- _About this exercise_: Give back an exact copy of the lines in the records below, from the line that has "pub struct CircuitPermit<'a>" through the line that has "self.settled = true;", and nothing besides.
Segment Start: Record set
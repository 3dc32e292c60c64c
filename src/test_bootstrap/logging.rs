#![cfg(test)]

//! Unified test logging initialization.
//!
//! One-time guard so unit tests can call `init()` freely; integrates with
//! cargo output capture via `with_test_writer`.

use once_cell::sync::OnceCell;
use tracing_subscriber::{fmt, EnvFilter};

static INITIALIZED: OnceCell<()> = OnceCell::new();

/// Initialize structured logging for tests.
///
/// Idempotent and race-safe. Log level comes from `TEST_LOG`, then
/// `RUST_LOG`, then defaults to `"warn"`.
pub fn init() {
    INITIALIZED.get_or_init(|| {
        let filter = std::env::var("TEST_LOG")
            .or_else(|_| std::env::var("RUST_LOG"))
            .map(EnvFilter::new)
            .unwrap_or_else(|_| EnvFilter::new("warn"));

        fmt()
            .with_env_filter(filter)
            .with_test_writer()
            .without_time()
            .try_init()
            .ok();
    });
}
//! Circuit breaker
//!
//! [`CircuitBreaker`] tracks consecutive transient failures of one provider
//! and short-circuits calls while open. [`BreakerProvider`] wraps any
//! [`Provider`] with one.
//!
//! Closed -> Open after `failure_threshold` consecutive transient failures.
//! Open -> HalfOpen once `open_timeout` has passed since the last failure.
//! HalfOpen -> Closed after `success_threshold` successes, back to Open on
//! the first transient failure.
//!
//! Only retryable error kinds count. A rejected or misconfigured request says
//! nothing about backend health and leaves the breaker untouched.

use crate::provider::Provider;
use async_trait::async_trait;
use metrics::counter;
use orchestra_core::{
    BreakerConfig, CompletionRequest, CompletionResponse, OrchestraError, ProviderCapabilities,
    ProviderKind, ProviderMetrics, ProviderStatus, Result,
};
use parking_lot::Mutex;
use serde::Serialize;
use std::fmt;
use std::sync::atomic::{AtomicU64, Ordering};
use std::sync::Arc;
use std::time::Duration;
use tokio::time::Instant;

/// Breaker position
#[derive(Debug, Clone, Copy, PartialEq, Eq, Serialize)]
#[serde(rename_all = "snake_case")]
pub enum CircuitState {
    Closed,
    Open,
    HalfOpen,
}

impl fmt::Display for CircuitState {
    fn fmt(&self, f: &mut fmt::Formatter<'_>) -> fmt::Result {
        f.write_str(match self {
            Self::Closed => "closed",
            Self::Open => "open",
            Self::HalfOpen => "half_open",
        })
    }
}

#[derive(Debug)]
struct Inner {
    state: CircuitState,
    failures: u32,
    successes: u32,
    opened_at: Option<Instant>,
}

/// Failure-counting breaker for one provider
#[derive(Debug)]
pub struct CircuitBreaker {
    name: String,
    failure_threshold: u32,
    success_threshold: u32,
    open_timeout: Duration,
    inner: Mutex<Inner>,
    rejected: AtomicU64,
}

impl CircuitBreaker {
    /// Create a closed breaker
    #[must_use]
    pub fn new(name: impl Into<String>, config: &BreakerConfig) -> Self {
        Self {
            name: name.into(),
            failure_threshold: config.failure_threshold.max(1),
            success_threshold: config.success_threshold.max(1),
            open_timeout: config.open_timeout(),
            inner: Mutex::new(Inner {
                state: CircuitState::Closed,
                failures: 0,
                successes: 0,
                opened_at: None,
            }),
            rejected: AtomicU64::new(0),
        }
    }

    /// Current state, moving Open to HalfOpen if the timeout has passed
    #[must_use]
    pub fn state(&self) -> CircuitState {
        let mut inner = self.inner.lock();
        self.refresh(&mut inner);
        inner.state
    }

    /// Calls short-circuited so far
    #[must_use]
    pub fn rejected(&self) -> u64 {
        self.rejected.load(Ordering::Relaxed)
    }

    /// Ask to make a call
    ///
    /// # Errors
    /// - `OrchestraError::CircuitOpen` while the breaker is open
    pub fn acquire(&self) -> Result<CircuitPermit<'_>> {
        let mut inner = self.inner.lock();
        self.refresh(&mut inner);
        if inner.state == CircuitState::Open {
            self.rejected.fetch_add(1, Ordering::Relaxed);
            counter!("orchestra_circuit_rejections_total", "provider" => self.name.clone())
                .increment(1);
            let retry_in = inner
                .opened_at
                .map_or(self.open_timeout, |at| {
                    (at + self.open_timeout).saturating_duration_since(Instant::now())
                });
            return Err(OrchestraError::CircuitOpen {
                provider: self.name.clone(),
                retry_in_ms: u64::try_from(retry_in.as_millis()).unwrap_or(u64::MAX),
            });
        }
        Ok(CircuitPermit {
            breaker: self,
            settled: false,
        })
    }

    fn refresh(&self, inner: &mut Inner) {
        if inner.state == CircuitState::Open
            && inner
                .opened_at
                .is_some_and(|at| at.elapsed() >= self.open_timeout)
        {
            tracing::info!("Circuit for {} is half-open", self.name);
            inner.state = CircuitState::HalfOpen;
            inner.successes = 0;
        }
    }

    fn on_success(&self) {
        let mut inner = self.inner.lock();
        match inner.state {
            CircuitState::HalfOpen => {
                inner.successes += 1;
                if inner.successes >= self.success_threshold {
                    tracing::info!(
                        "Circuit for {} closed after {} half-open success(es)",
                        self.name,
                        inner.successes
                    );
                    inner.state = CircuitState::Closed;
                    inner.failures = 0;
                    inner.successes = 0;
                    inner.opened_at = None;
                }
            }
            CircuitState::Closed | CircuitState::Open => inner.failures = 0,
        }
    }

    fn on_failure(&self) {
        let mut inner = self.inner.lock();
        inner.failures += 1;
        let trip = match inner.state {
            CircuitState::HalfOpen => true,
            CircuitState::Closed => inner.failures >= self.failure_threshold,
            CircuitState::Open => false,
        };
        if trip {
            tracing::warn!(
                "Circuit for {} opened after {} failure(s)",
                self.name,
                inner.failures
            );
            counter!("orchestra_circuit_opened_total", "provider" => self.name.clone())
                .increment(1);
            inner.state = CircuitState::Open;
            inner.successes = 0;
            inner.opened_at = Some(Instant::now());
        }
    }
}

/// Permission for one call; counts as a failure if dropped unsettled
#[derive(Debug)]
#[must_use = "a permit that is never settled counts as a failure"]
pub struct CircuitPermit<'a> {
    breaker: &'a CircuitBreaker,
    settled: bool,
}

impl CircuitPermit<'_> {
    /// Feed the call's outcome back to the breaker
    pub fn record<T>(mut self, outcome: &Result<T>) {
        self.settled = true;
        match outcome {
            Ok(_) => self.breaker.on_success(),
            Err(e) if e.is_retryable() => self.breaker.on_failure(),
            Err(_) => {}
        }
    }
}

impl Drop for CircuitPermit<'_> {
    fn drop(&mut self) {
        if !self.settled {
            self.breaker.on_failure();
        }
    }
}

/// Provider guarded by a circuit breaker
#[derive(Debug)]
pub struct BreakerProvider {
    inner: Arc<dyn Provider>,
    breaker: CircuitBreaker,
}

impl BreakerProvider {
    #[must_use]
    pub fn new(inner: Arc<dyn Provider>, config: &BreakerConfig) -> Self {
        let breaker = CircuitBreaker::new(inner.id(), config);
        Self { inner, breaker }
    }

    #[inline]
    #[must_use]
    pub fn breaker(&self) -> &CircuitBreaker {
        &self.breaker
    }
}

#[async_trait]
impl Provider for BreakerProvider {
    fn id(&self) -> &str {
        self.inner.id()
    }

    fn kind(&self) -> ProviderKind {
        self.inner.kind()
    }

    fn is_available(&self) -> bool {
        self.inner.is_available()
    }

    async fn list_models(&self) -> Result<Vec<String>> {
        self.inner.list_models().await
    }

    async fn test_connection(&self) -> bool {
        self.inner.test_connection().await
    }

    async fn execute_completion(&self, request: &CompletionRequest) -> Result<CompletionResponse> {
        let permit = self.breaker.acquire()?;
        let outcome = self.inner.execute_completion(request).await;
        permit.record(&outcome);
        outcome
    }

    fn capabilities(&self) -> ProviderCapabilities {
        self.inner.capabilities()
    }

    fn status(&self) -> ProviderStatus {
        let mut status = self.inner.status();
        let state = self.breaker.state();
        if state != CircuitState::Closed {
            status.healthy = false;
            status.message = format!("{}; circuit {}", status.message, state);
        }
        status
    }

    fn metrics(&self) -> ProviderMetrics {
        self.inner.metrics()
    }
}
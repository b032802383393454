//! Memory ceiling detection

use orchestra_core::RegistryConfig;
use sysinfo::{MemoryRefreshKind, RefreshKind, System};

/// Total physical memory in bytes
#[must_use]
pub fn total_system_memory() -> u64 {
    let mut sys =
        System::new_with_specifics(RefreshKind::new().with_memory(MemoryRefreshKind::everything()));
    sys.refresh_memory();
    sys.total_memory()
}

/// Resolve the registry ceiling: the configured value, else a fraction of system memory
#[must_use]
pub fn resolve_ceiling(config: &RegistryConfig) -> u64 {
    match config.max_memory_bytes {
        Some(bytes) => bytes,
        None => fraction_of(total_system_memory(), config.memory_ceiling_fraction),
    }
}

#[allow(
    clippy::cast_possible_truncation,
    clippy::cast_precision_loss,
    clippy::cast_sign_loss
)]
fn fraction_of(total: u64, fraction: f64) -> u64 {
    (total as f64 * fraction.clamp(0.0, 1.0)) as u64
}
Segment End: Record set
- _Reply_:
pub struct CircuitPermit<'a> {
    breaker: &'a CircuitBreaker,
    settled: bool,
}

impl CircuitPermit<'_> {
    /// Feed the call's outcome back to the breaker
    pub fn record<T>(mut self, outcome: &Result<T>) {
        self.settled = true;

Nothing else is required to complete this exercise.